美濃戸口に着いたのが14:30、15:40には美濃戸に着きました。八ヶ岳が初めてで少しでも情報をと考えた私は休憩を取った土産売場で店員に八ヶ岳の詳しい地図がないかと尋ねたところ、「2万5千分の1の地図を持たないで登山するなんて常識では考えられない」と言われました。私が、ガイドブックで充分だと思ったのですが、万一日が暮れて道に迷った時の用心に欲しかったと話すと、「ガイドブックの地図ですまそうなんて考えられません。それより今から先を目指すのは無理です。予約は入れてあるのでしょうね。入れていない。食事の都合もあるし、午後4時には山荘に着くのがマナーというものです。午後5時以降に予約なしで泊めて下さいと言って泊めてもらえなくても、ルールを守っていないので、仕方がないと考えるのは当然のことです」と言われました。私はすぐに時計を見ました。

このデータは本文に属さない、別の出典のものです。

//! Mapping from raw provider payloads to [`PostMetric`].

use std::sync::LazyLock;

use chrono::{DateTime, TimeZone, Utc};
use postpulse_core::{ContentType, EngagementCounts, PostMetric, Provider};
use regex::Regex;

use crate::types::{InstagramMedia, RawPost, TikTokVideo, YouTubeVideo};

/// Videos at or under this length are classified as shorts.
pub const SHORT_VIDEO_MAX_SECS: u64 = 60;

static ISO_DURATION: LazyLock<Regex> = LazyLock::new(|| {
    Regex::new(r"^P(?:(\d+)D)?(?:T(?:(\d+)H)?(?:(\d+)M)?(?:(\d+)S)?)?$")
        .expect("valid regex")
});

impl RawPost {
    #[must_use]
    pub fn provider(&self) -> Provider {
        match self {
            RawPost::TikTok(_) => Provider::TikTok,
            RawPost::Instagram(_) => Provider::Instagram,
            RawPost::YouTube(_) => Provider::YouTube,
        }
    }

    /// The provider's own post identifier.
    #[must_use]
    pub fn native_id(&self) -> &str {
        match self {
            RawPost::TikTok(v) => &v.id,
            RawPost::Instagram(m) => &m.id,
            RawPost::YouTube(v) => &v.id,
        }
    }

    /// Publish time, or `None` when missing or unparseable.
    #[must_use]
    pub fn published_at(&self) -> Option<DateTime<Utc>> {
        match self {
            RawPost::TikTok(v) => v
                .create_time
                .and_then(|secs| Utc.timestamp_opt(secs, 0).single()),
            RawPost::Instagram(m) => m.timestamp.as_deref().and_then(parse_instagram_timestamp),
            RawPost::YouTube(v) => v
                .snippet
                .as_ref()
                .and_then(|s| s.published_at.as_deref())
                .and_then(|s| DateTime::parse_from_rfc3339(s).ok())
                .map(|dt| dt.with_timezone(&Utc)),
        }
    }

    /// Builds the canonical metric. Engagement rate is always recomputed from
    /// the raw counts. Returns `None` if the payload has no usable publish
    /// time.
    #[must_use]
    pub fn to_metric(&self, follower_count: Option<u64>) -> Option<PostMetric> {
        let published_at = self.published_at()?;
        let metric = match self {
            RawPost::TikTok(v) => tiktok_metric(v, published_at),
            RawPost::Instagram(m) => instagram_metric(m, published_at),
            RawPost::YouTube(v) => youtube_metric(v, published_at),
        };
        Some(metric.with_follower_count(follower_count))
    }
}

fn tiktok_metric(v: &TikTokVideo, published_at: DateTime<Utc>) -> PostMetric {
    let counts = EngagementCounts {
        views: v.view_count.unwrap_or(0),
        likes: v.like_count.unwrap_or(0),
        comments: v.comment_count.unwrap_or(0),
        shares: v.share_count.unwrap_or(0),
        saves: None,
    };
    let caption = v
        .video_description
        .as_deref()
        .or(v.title.as_deref())
        .unwrap_or_default();
    PostMetric::new(Provider::TikTok, &v.id, published_at, counts)
        .with_content_type(classify_video_duration(v.duration))
        .with_caption(caption)
        .with_url(v.share_url.clone().unwrap_or_default())
        .with_thumbnail(v.cover_image_url.clone())
        .with_title(v.title.clone())
}

fn instagram_metric(m: &InstagramMedia, published_at: DateTime<Utc>) -> PostMetric {
    let insights = m.insights.clone().unwrap_or_default();
    let counts = EngagementCounts {
        views: insights
            .metric("views")
            .or_else(|| insights.metric("plays"))
            .unwrap_or(0),
        likes: m.like_count.unwrap_or(0),
        comments: m.comments_count.unwrap_or(0),
        shares: insights.metric("shares").unwrap_or(0),
        saves: insights.metric("saved"),
    };
    PostMetric::new(Provider::Instagram, &m.id, published_at, counts)
        .with_content_type(classify_instagram(
            m.media_type.as_deref(),
            m.media_product_type.as_deref(),
        ))
        .with_caption(m.caption.clone().unwrap_or_default())
        .with_url(m.permalink.clone().unwrap_or_default())
        .with_thumbnail(m.thumbnail_url.clone().or_else(|| m.media_url.clone()))
}

fn youtube_metric(v: &YouTubeVideo, published_at: DateTime<Utc>) -> PostMetric {
    let stats = v.statistics.clone().unwrap_or_default();
    let counts = EngagementCounts {
        views: stats.view_count.unwrap_or(0),
        likes: stats.like_count.unwrap_or(0),
        comments: stats.comment_count.unwrap_or(0),
        shares: 0,
        saves: None,
    };
    let duration = v
        .content_details
        .as_ref()
        .and_then(|d| d.duration.as_deref())
        .and_then(parse_iso8601_duration);
    let snippet = v.snippet.as_ref();
    PostMetric::new(Provider::YouTube, &v.id, published_at, counts)
        .with_content_type(classify_video_duration(duration))
        .with_caption(
            snippet
                .and_then(|s| s.description.clone())
                .unwrap_or_default(),
        )
        .with_url(format!("https://www.youtube.com/watch?v={}", v.id))
        .with_thumbnail(
            snippet
                .and_then(|s| s.thumbnails.as_ref())
                .and_then(|t| t.best())
                .map(str::to_owned),
        )
        .with_title(snippet.and_then(|s| s.title.clone()))
}

/// Short/long split for video providers. Unknown length counts as a
/// regular video.
#[must_use]
pub fn classify_video_duration(duration_secs: Option<u64>) -> ContentType {
    match duration_secs {
        Some(secs) if secs <= SHORT_VIDEO_MAX_SECS => ContentType::Short,
        _ => ContentType::Video,
    }
}

/// Instagram exposes the format explicitly: the product type wins for reels
/// and stories, otherwise the media type decides.
#[must_use]
pub fn classify_instagram(media_type: Option<&str>, product_type: Option<&str>) -> ContentType {
    match product_type {
        Some("REELS") => return ContentType::Short,
        Some("STORY") => return ContentType::Story,
        _ => {}
    }
    match media_type {
        Some("IMAGE") => ContentType::Image,
        Some("VIDEO") => ContentType::Video,
        Some("CAROUSEL_ALBUM") => ContentType::Carousel,
        _ => ContentType::Other,
    }
}

/// Parses an ISO 8601 duration such as `PT1H2M3S` or `P1DT30M` into
/// seconds.
#[must_use]
pub fn parse_iso8601_duration(value: &str) -> Option<u64> {
    let caps = ISO_DURATION.captures(value.trim())?;
    if caps.iter().skip(1).all(|c| c.is_none()) {
        return None;
    }
    let part = |idx: usize| -> Option<u64> {
        caps.get(idx)
            .map_or(Some(0), |m| m.as_str().parse::<u64>().ok())
    };
    let secs = part(1)? * 86_400 + part(2)? * 3_600 + part(3)? * 60 + part(4)?;
    Some(secs)
}

/// The Graph API uses `+0000` offsets; RFC 3339 is accepted as well.
fn parse_instagram_timestamp(value: &str) -> Option<DateTime<Utc>> {
    DateTime::parse_from_str(value, "%Y-%m-%dT%H:%M:%S%z")
        .or_else(|_| DateTime::parse_from_rfc3339(value))
        .ok()
        .map(|dt| dt.with_timezone(&Utc))
}

#[cfg(test)]
#[path = "normalize_test.rs"]
mod tests;
use async_trait::async_trait;
use postpulse_core::{IngestError, PostMetric, Provider};
use serde::{Deserialize, Serialize};

/// Page budget for one listing walk.
#[derive(Debug, Clone, Copy, PartialEq, Eq)]
pub struct PageLimits {
    pub max_pages: u32,
    pub max_per_page: u32,
}

impl Default for PageLimits {
    fn default() -> Self {
        Self {
            max_pages: 10,
            max_per_page: 20,
        }
    }
}

/// Why a listing walk stopped.
#[derive(Debug, Clone, Copy, PartialEq, Eq, Serialize, Deserialize)]
#[serde(rename_all = "snake_case")]
pub enum StopReason {
    /// The provider reported no further pages.
    Exhausted,
    /// `max_pages` pages were fetched.
    MaxPages,
    /// A page reached back past the start of the lookback window.
    LookbackReached,
}

#[derive(Debug, Clone, PartialEq, Eq, Serialize, Deserialize)]
pub struct Pagination {
    pub pages_fetched: u32,
    pub has_more: bool,
    pub next_cursor: Option<String>,
    pub stop_reason: StopReason,
}

/// Posts from one listing walk, newest first as the provider returned them.
#[derive(Debug, Clone, PartialEq, Serialize, Deserialize)]
pub struct PostBatch {
    pub posts: Vec<PostMetric>,
    pub pagination: Pagination,
}

/// Provider-agnostic post fetching, as consumed by the scan engine.
#[async_trait]
pub trait PostSource: Send + Sync {
    fn provider(&self) -> Provider;

    /// Posts published by `user_id` within the last `lookback_days` days.
    async fn get_user_posts(
        &self,
        user_id: &str,
        lookback_days: u32,
        limits: PageLimits,
    ) -> Result<PostBatch, IngestError>;

    /// Posts published by the public account `handle` within the last
    /// `lookback_days` days, fetched with `user_id`'s credentials.
    async fn get_competitor_posts(
        &self,
        user_id: &str,
        handle: &str,
        lookback_days: u32,
        limits: PageLimits,
    ) -> Result<PostBatch, IngestError>;

    /// Full metrics for one post, fetched with `user_id`'s credentials.
    async fn get_post_metrics(&self, user_id: &str, post_id: &str) -> Result<PostMetric, IngestError>;
}
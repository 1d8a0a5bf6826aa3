//! In-memory scan registry.

use std::collections::HashMap;
use std::sync::{Mutex, MutexGuard};

use chrono::{DateTime, Utc};
use postpulse_core::Scan;

/// `scan id → Scan`, shared by every scan task. Each scan is only mutated by
/// the task that owns its id.
#[derive(Debug, Default)]
pub struct ScanRegistry {
    scans: Mutex<HashMap<String, Scan>>,
}

impl ScanRegistry {
    #[must_use]
    pub fn new() -> Self {
        Self::default()
    }

    pub fn insert(&self, scan: Scan) {
        self.lock().insert(scan.id.clone(), scan);
    }

    #[must_use]
    pub fn get(&self, id: &str) -> Option<Scan> {
        self.lock().get(id).cloned()
    }

    /// Applies `transition` to the scan under `id`. Returns the updated scan
    /// only if `transition` reports that it changed state.
    pub fn transition(&self, id: &str, transition: impl FnOnce(&mut Scan) -> bool) -> Option<Scan> {
        let mut scans = self.lock();
        let scan = scans.get_mut(id)?;
        transition(scan).then(|| scan.clone())
    }

    /// Drops scans created before `cutoff`. Returns how many were removed.
    pub fn sweep(&self, cutoff: DateTime<Utc>) -> usize {
        let mut scans = self.lock();
        let before = scans.len();
        scans.retain(|_, scan| scan.created_at >= cutoff);
        before - scans.len()
    }

    #[must_use]
    pub fn len(&self) -> usize {
        self.lock().len()
    }

    #[must_use]
    pub fn is_empty(&self) -> bool {
        self.len() == 0
    }

    fn lock(&self) -> MutexGuard<'_, HashMap<String, Scan>> {
        self.scans
            .lock()
            .unwrap_or_else(std::sync::PoisonError::into_inner)
    }
}
//! Background maintenance jobs.

use tokio_cron_scheduler::{Job, JobScheduler, JobSchedulerError};

use crate::orchestrator::Orchestrator;

/// Top of every hour.
pub const CLEANUP_SCHEDULE: &str = "0 0 * * * *";

/// Builds and starts the scheduler that sweeps expired scans and cache
/// entries.
///
/// Returns the running [`JobScheduler`] handle, which must be kept alive for
/// the lifetime of the process; dropping it shuts down all jobs.
///
/// # Errors
///
/// Returns [`JobSchedulerError`] if the scheduler cannot be initialised, the
/// job cannot be registered, or the scheduler fails to start.
pub async fn build_cleanup_scheduler(
    orchestrator: Orchestrator,
) -> Result<JobScheduler, JobSchedulerError> {
    let scheduler = JobScheduler::new().await?;
    register_cleanup_job(&scheduler, orchestrator).await?;
    scheduler.start().await?;
    Ok(scheduler)
}

async fn register_cleanup_job(
    scheduler: &JobScheduler,
    orchestrator: Orchestrator,
) -> Result<(), JobSchedulerError> {
    let job = Job::new_async(CLEANUP_SCHEDULE, move |_uuid, _lock| {
        let orchestrator = orchestrator.clone();

        Box::pin(async move {
            tracing::info!("scheduler: starting scan cleanup");
            let removed = orchestrator.sweep_expired_scans();
            tracing::info!(removed, "scheduler: scan cleanup complete");
        })
    })?;

    scheduler.add(job).await?;
    Ok(())
}
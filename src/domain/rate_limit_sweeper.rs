//! Background eviction of idle rate limiter entries.

use std::sync::Arc;
use std::time::Duration;
use tokio::task::JoinHandle;
use tokio::time::MissedTickBehavior;
use tokio_util::sync::CancellationToken;

use crate::domain::rate_limiter::RateLimiter;

/// Spawns the periodic sweep task.
///
/// The task runs every `interval` until `shutdown` is cancelled, then exits.
/// Awaiting the returned handle after cancelling the token waits for an
/// in-progress sweep to finish.
pub fn spawn_sweeper(
    limiter: Arc<RateLimiter>,
    interval: Duration,
    shutdown: CancellationToken,
) -> JoinHandle<()> {
    tokio::spawn(run_sweeper(limiter, interval, shutdown))
}

/// Sweep loop. Exposed for callers that manage their own task.
pub async fn run_sweeper(
    limiter: Arc<RateLimiter>,
    interval: Duration,
    shutdown: CancellationToken,
) {
    let mut ticker = tokio::time::interval(interval);
    ticker.set_missed_tick_behavior(MissedTickBehavior::Delay);
    ticker.tick().await; // first tick completes immediately

    tracing::debug!(interval_secs = interval.as_secs(), "Rate limiter sweeper started");

    loop {
        tokio::select! {
            _ = shutdown.cancelled() => break,
            _ = ticker.tick() => {
                let removed = limiter.sweep();
                if removed > 0 {
                    tracing::info!(
                        removed,
                        remaining = limiter.tracked_clients(),
                        "Rate limiter cleanup: removed stale clients"
                    );
                }
            }
        }
    }

    tracing::debug!("Rate limiter sweeper stopped");
}
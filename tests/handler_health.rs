mod common;

use axum_test::TestServer;
use common::InMemoryUserRepository;
use std::sync::Arc;

fn make_server() -> TestServer {
    let state = common::test_state(Arc::new(InMemoryUserRepository::new()));
    TestServer::new(common::build_app(state)).unwrap()
}

#[tokio::test]
async fn test_health_endpoint_success() {
    let server = make_server();

    let response = server.get("/health").await;

    response.assert_status_ok();

    let json = response.json::<serde_json::Value>();
    assert_eq!(json["status"], "healthy");
    assert_eq!(json["checks"]["database"]["status"], "ok");
    assert_eq!(json["checks"]["cache"]["status"], "ok");
}

#[tokio::test]
async fn test_health_endpoint_structure() {
    let server = make_server();

    let response = server.get("/health").await;

    let json = response.json::<serde_json::Value>();

    assert!(json.get("status").is_some());
    assert!(json.get("version").is_some());
    assert!(json.get("checks").is_some());
    assert!(json["checks"].get("database").is_some());
    assert!(json["checks"].get("cache").is_some());
}

#[tokio::test]
async fn test_health_needs_no_credential() {
    let server = make_server();

    server
        .get("/health")
        .add_header("Authorization", "Bearer forged")
        .await
        .assert_status_ok();
}
//! DTOs for health check endpoint.

use serde::Serialize;

/// Health check response with component status.
#[derive(Debug, Serialize)]
pub struct HealthResponse {
    pub status: String,
    pub version: String,
    pub checks: HealthChecks,
}

/// Health status for each system component.
#[derive(Debug, Serialize)]
pub struct HealthChecks {
    pub database: CheckStatus,
    pub cache: CheckStatus,
}

/// Individual component health status.
#[derive(Debug, Serialize)]
pub struct CheckStatus {
    pub status: String,

    #[serde(skip_serializing_if = "Option::is_none")]
    pub message: Option<String>,
}

impl CheckStatus {
    pub fn ok(message: impl Into<String>) -> Self {
        Self {
            status: "ok".to_string(),
            message: Some(message.into()),
        }
    }

    pub fn error(message: impl Into<String>) -> Self {
        Self {
            status: "error".to_string(),
            message: Some(message.into()),
        }
    }

    pub fn is_ok(&self) -> bool {
        self.status == "ok"
    }
}
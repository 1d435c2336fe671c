//! HTTP request handlers for API endpoints.
//!
//! Each handler module corresponds to a logical grouping of endpoints.

pub mod admin;
pub mod auth;
pub mod blogs;
pub mod health;
pub mod users;

pub use admin::list_users_handler;
pub use auth::{
    login_handler, login_or_register_handler, register_handler, validate_token_handler,
};
pub use blogs::{
    create_blog_handler, create_comment_handler, get_blog_handler, list_blogs_handler,
    list_comments_handler,
};
pub use health::health_handler;
pub use users::{
    bookmarks_handler, get_profile_handler, toggle_bookmark_handler, toggle_like_handler,
    update_profile_handler,
};
//! HTTP server initialization and runtime setup.
//!
//! Handles database connections, cache setup, identity verification, the rate
//! limiter sweep task, and the Axum server lifecycle including graceful shutdown.

use crate::application::services::{AuthService, UserService};
use crate::config::Config;
use crate::domain::identity::TokenVerifier;
use crate::domain::rate_limit_sweeper::spawn_sweeper;
use crate::domain::rate_limiter::RateLimiter;
use crate::domain::repositories::UserRepository;
use crate::infrastructure::cache::{CacheService, NullCache, RedisCache};
use crate::infrastructure::identity::FirebaseVerifier;
use crate::infrastructure::persistence::PgUserRepository;
use crate::routes::app_router;
use crate::state::AppState;
use crate::utils::ClientIpSource;

use anyhow::{Context, Result};
use axum::ServiceExt;
use axum::extract::Request;
use sqlx::PgPool;
use sqlx::postgres::PgPoolOptions;
use std::net::SocketAddr;
use std::sync::Arc;
use std::time::Duration;
use tokio::signal;
use tokio_util::sync::CancellationToken;
use tower::Layer;
use tower_http::normalize_path::NormalizePathLayer;

/// Runs the HTTP server with the given configuration.
///
/// Initializes:
/// - PostgreSQL connection pool
/// - Apply migrations
/// - Redis cache (or NullCache fallback)
/// - Firebase token verifier
/// - Rate limiter and its sweep task
/// - Axum HTTP server
///
/// On SIGINT/SIGTERM the server stops accepting connections, drains in-flight
/// requests, stops the sweep task (waiting at most `SHUTDOWN_GRACE_SECONDS`)
/// and closes the pool.
///
/// # Errors
///
/// Returns an error if:
/// - Database connection or migration fails
/// - Rate limiter settings are invalid
/// - Server bind fails
/// - Server runtime error occurs
pub async fn run(config: Config) -> Result<()> {
    let pool = connect_database(&config).await?;

    sqlx::migrate!("./migrations")
        .run(&pool)
        .await
        .context("Failed to run database migrations")?;
    tracing::info!("Database migrations applied");

    let cache = connect_cache(&config).await;

    let verifier: Arc<dyn TokenVerifier> =
        Arc::new(FirebaseVerifier::new(&config.firebase_project_id)?);

    let rate_limiter = Arc::new(RateLimiter::new(
        config.rate_limit_requests,
        config.rate_limit_window(),
    )?);

    let shutdown = CancellationToken::new();
    let sweeper = spawn_sweeper(
        rate_limiter.clone(),
        config.rate_limit_sweep_interval(),
        shutdown.clone(),
    );
    tracing::info!("Rate limiter sweeper started");

    let repository: Arc<dyn UserRepository> =
        Arc::new(PgUserRepository::new(Arc::new(pool.clone())));

    let state = AppState::new(
        Arc::new(UserService::new(repository, cache)),
        Arc::new(AuthService::new(verifier)),
        rate_limiter,
        ClientIpSource::from_behind_proxy(config.behind_proxy),
    );

    let app = NormalizePathLayer::trim_trailing_slash()
        .layer(app_router(state, &config.allow_origins));

    let addr: SocketAddr = config
        .listen_addr
        .parse()
        .with_context(|| format!("Invalid listen address '{}'", config.listen_addr))?;
    let listener = tokio::net::TcpListener::bind(addr)
        .await
        .with_context(|| format!("Failed to bind {}", addr))?;
    tracing::info!("Listening on http://{addr}");

    axum::serve(
        listener,
        ServiceExt::<Request>::into_make_service_with_connect_info::<SocketAddr>(app),
    )
    .with_graceful_shutdown(shutdown_signal(shutdown.clone()))
    .await?;

    shutdown.cancel();
    match tokio::time::timeout(config.shutdown_grace(), sweeper).await {
        Ok(Ok(())) => tracing::info!("Rate limiter sweeper stopped"),
        Ok(Err(e)) => tracing::warn!(error = %e, "Rate limiter sweeper failed"),
        Err(_) => tracing::warn!("Rate limiter sweeper did not stop within grace period"),
    }

    pool.close().await;
    tracing::info!("Server stopped");

    Ok(())
}

async fn connect_database(config: &Config) -> Result<PgPool> {
    let pool = PgPoolOptions::new()
        .max_connections(config.db_max_connections)
        .acquire_timeout(Duration::from_secs(config.db_connect_timeout))
        .idle_timeout(Some(Duration::from_secs(config.db_idle_timeout)))
        .max_lifetime(Some(Duration::from_secs(config.db_max_lifetime)))
        .connect(&config.database_url)
        .await
        .context("Failed to connect to database")?;

    tracing::info!("Connected to database");
    Ok(pool)
}

async fn connect_cache(config: &Config) -> Arc<dyn CacheService> {
    if let Some(redis_url) = &config.redis_url {
        match RedisCache::connect(redis_url, config.cache_ttl_seconds).await {
            Ok(redis) => {
                tracing::info!("Cache enabled (Redis)");
                Arc::new(redis)
            }
            Err(e) => {
                tracing::warn!("Failed to connect to Redis: {}. Using NullCache.", e);
                Arc::new(NullCache::new())
            }
        }
    } else {
        tracing::info!("Cache disabled (NullCache)");
        Arc::new(NullCache::new())
    }
}

/// Resolves on SIGINT or SIGTERM and cancels `shutdown`.
async fn shutdown_signal(shutdown: CancellationToken) {
    let ctrl_c = async {
        if let Err(e) = signal::ctrl_c().await {
            tracing::error!(error = %e, "Failed to install Ctrl+C handler");
            std::future::pending::<()>().await;
        }
    };

    #[cfg(unix)]
    let terminate = async {
        match signal::unix::signal(signal::unix::SignalKind::terminate()) {
            Ok(mut sigterm) => {
                sigterm.recv().await;
            }
            Err(e) => {
                tracing::error!(error = %e, "Failed to install SIGTERM handler");
                std::future::pending::<()>().await;
            }
        }
    };

    #[cfg(not(unix))]
    let terminate = std::future::pending::<()>();

    tokio::select! {
        _ = ctrl_c => tracing::info!("Received Ctrl+C, shutting down"),
        _ = terminate => tracing::info!("Received SIGTERM, shutting down"),
    }

    shutdown.cancel();
}
//! Core domain entities.
//!
//! - [`User`] - A registered user with their liked and bookmarked blogs
//! - [`BlogId`] - Validated blog post identifier
//! - [`Principal`] - The verified identity of the current caller

pub mod blog_id;
pub mod principal;
pub mod user;

pub use blog_id::BlogId;
pub use principal::Principal;
pub use user::{NewUser, Relation, User};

〔15:45〕私は、店員にごちそうさまと言うと赤岳鉱泉を目指して早足で(時に小走りで)歩き始めました。


ガイドブックでは2時間の道程も努力の甲斐あって(?)16:55には到着しました。『これでなんとか宿泊はできるぞ。でも遅くなったんだから、最初はあやまらないといけないな。』と思ったので、私は、到着が遅れてすみません。遅くからすみませんが宿泊させていただけますかと話すと応対に出た女性は、「別に問題ないですよ」と言われたので、思い切って食事を用意してもらえるかと恐る恐る尋ねてみると、「問題ないですよ。お弁当は必要ですか」と言われました。私は思っても見なかった展開に、声を上擦らせて、お願いしますと言いました。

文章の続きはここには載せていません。